Proof American Eagles have always had a solid reputation as valuable, beautiful, and popular coins. Now available in gold, silver, platinum, and palladium, Eagles capture the interest of coin collectors around the world. Many coin buyers or investors often wonder, what is it that makes these coins so exciting? In this guide, we’ll take a deep dive into proof American eagle coins so that you’ll be well informed when it comes to buying or selling these stunning coins.
What Is a Proof American Eagle Coin?
A proof American Eagle is a collectible or numismatic coin produced by the US Mint. These coins differ from a traditional bullion silver eagle in their appearance and mintage. Below we’ll highlight some of the unique features of these coins, the rarity (relative to standard bullion coins), the various metals used for the production of the coins and some of the most recent design changes, which has been a hit with the investment community. Before delving into the details, we’ll begin with the history of these coins.
History of Eagle Coins
President Ronald Reagan signed the Gold Bullion Act of 1985 into law. After that, the Mint began working on the American Eagle program. The first Eagle coins were produced in 1986 and included both bullion and proof coins. At that time, only gold and silver Eagles were produced by the US Mint.
However, platinum Eagles were added in 1997. Palladium Eagles are the most recent addition, with proof Eagles appearing in 2018.
Eagle Design and Specifications
Some of the most beautiful designs from past coins have been used for American Eagle coins. In addition, many new designs have been used, mainly on reverse sides. The specifications, such as weight, purity, and face value differ among the various coins, as well. That being said, the most popular size American Eagle coin is the one troy ounce coin.
Production of Proof American Eagle Coins
Once you understand the process of minting a Proof American Eagle Coin, the value and notoriety that it receives may make more sense.
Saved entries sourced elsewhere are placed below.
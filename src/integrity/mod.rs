//! Version integrity validation
//!
//! Answers one question: does a version's stored state agree with
//! itself? Five checks, reported individually so operators can tell a
//! missing blob from a checksum mismatch:
//! - metadata fields populated
//! - storage handle resolves
//! - payload readable
//! - decryption succeeds (auth tag verifies)
//! - decrypted content matches recorded checksum and size
//!
//! Used before and after restoration to detect silent corruption.
//! Corruption is reported in the result flags, never silently ignored
//! and never conflated with operational errors (missing version, denied
//! access), which fail the call itself.

use std::sync::Arc;

use serde::Serialize;
use thiserror::Error;
use uuid::Uuid;

use crate::access::{AccessControl, Permission};
use crate::blobstore::BlobStore;
use crate::crypto::{EncryptedPayload, EncryptionProvider};
use crate::observability::{log_event, Event};
use crate::persistence::{Persistence, PersistenceError};
use crate::versioning::{compute_checksum, Version};

/// Result type for integrity operations.
pub type IntegrityResult<T> = Result<T, IntegrityError>;

/// Errors that prevent a check from running at all.
#[derive(Debug, Clone, Error)]
pub enum IntegrityError {
    #[error("Access denied: {0}")]
    AccessDenied(String),

    #[error("Version not found: {0}")]
    VersionNotFound(Uuid),

    #[error(transparent)]
    Persistence(#[from] PersistenceError),
}

/// Per-check outcome of an integrity validation.
#[derive(Debug, Clone, Copy, PartialEq, Eq, Serialize)]
pub struct IntegrityReport {
    /// Decrypted content matches the recorded checksum and size.
    pub checksum_valid: bool,
    /// The stored payload could be read back.
    pub content_accessible: bool,
    /// All required metadata fields are populated.
    pub metadata_complete: bool,
    /// The storage handle resolves to a stored payload.
    pub storage_path_valid: bool,
    /// Decryption succeeded with the recorded metadata.
    pub encryption_valid: bool,
}

impl IntegrityReport {
    /// True when every check passed.
    pub fn is_clean(&self) -> bool {
        self.checksum_valid
            && self.content_accessible
            && self.metadata_complete
            && self.storage_path_valid
            && self.encryption_valid
    }
}

/// Validates stored versions against their own metadata.
pub struct IntegrityValidator {
    store: Arc<dyn Persistence>,
    cipher: Arc<dyn EncryptionProvider>,
    blobs: Arc<dyn BlobStore>,
    access: Arc<dyn AccessControl>,
}

impl IntegrityValidator {
    /// Construct a validator over injected collaborators.
    pub fn new(
        store: Arc<dyn Persistence>,
        cipher: Arc<dyn EncryptionProvider>,
        blobs: Arc<dyn BlobStore>,
        access: Arc<dyn AccessControl>,
    ) -> Self {
        Self {
            store,
            cipher,
            blobs,
            access,
        }
    }

    /// Run all five checks against a version.
    pub fn validate_version(
        &self,
        version_id: Uuid,
        user_id: Uuid,
    ) -> IntegrityResult<IntegrityReport> {
        let version = self
            .store
            .version(version_id)?
            .ok_or(IntegrityError::VersionNotFound(version_id))?;

        if !self
            .access
            .check_permission(user_id, version.document_id, Permission::Read)
        {
            return Err(IntegrityError::AccessDenied(format!(
                "user {} lacks READ permission on document {}",
                user_id, version.document_id
            )));
        }

        let report = self.inspect(&version);
        if !report.is_clean() {
            log_event(
                Event::IntegrityViolation,
                &[
                    ("version_id", &version_id.to_string()),
                    ("document_id", &version.document_id.to_string()),
                ],
            );
        }

        Ok(report)
    }

    fn inspect(&self, version: &Version) -> IntegrityReport {
        let metadata_complete = !version.checksum.is_empty()
            && !version.storage_path.is_empty()
            && version.encryption.is_complete();

        let storage_path_valid = self.blobs.contains(&version.storage_path);

        let ciphertext = match self.blobs.get(&version.storage_path) {
            Ok(bytes) => bytes,
            Err(_) => {
                return IntegrityReport {
                    checksum_valid: false,
                    content_accessible: false,
                    metadata_complete,
                    storage_path_valid,
                    encryption_valid: false,
                };
            }
        };

        let plaintext = match self.cipher.decrypt(&EncryptedPayload {
            ciphertext,
            key_id: version.encryption.key_id.clone(),
            iv: version.encryption.iv.clone(),
            auth_tag: version.encryption.auth_tag.clone(),
        }) {
            Ok(bytes) => bytes,
            Err(_) => {
                return IntegrityReport {
                    checksum_valid: false,
                    content_accessible: true,
                    metadata_complete,
                    storage_path_valid,
                    encryption_valid: false,
                };
            }
        };

        let checksum_valid = plaintext.len() as u64 == version.size
            && compute_checksum(&plaintext) == version.checksum;

        IntegrityReport {
            checksum_valid,
            content_accessible: true,
            metadata_complete,
            storage_path_valid,
            encryption_valid: true,
        }
    }
}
Every part of the Proof American Eagle minting process comes from and is done in America. This includes the mine where the precious metals originated, the workers in the mines, and the Mint employees who put the final touches and packaging together for these Proof coins.
Below is an overview of the steps that the US Mint takes to mint these brilliant Proof American Eagle coins:
- Hand polished coin blanks are manually fed in presses that utilize special dies, differing from those used in standard American Eagle coins.
- Next, the Proof coins receive their highly detailed and frosted images that some say appear as if they were “floating above a mirror.” These details are achieved when the the coin is struck multiple times.
When talking about bullion eagles compared to proof eagles and the minting process each versions go through, the bullion coins are struck once and the process is more automated. Compare that to the multiple strike, hand fed and inspected proof eagles minted at the US Mint’s West Point facility. While side by side both coins have the same amount of gold, you can clearly see the perfection and beauty of the proof eagle over the standard bullion eagle.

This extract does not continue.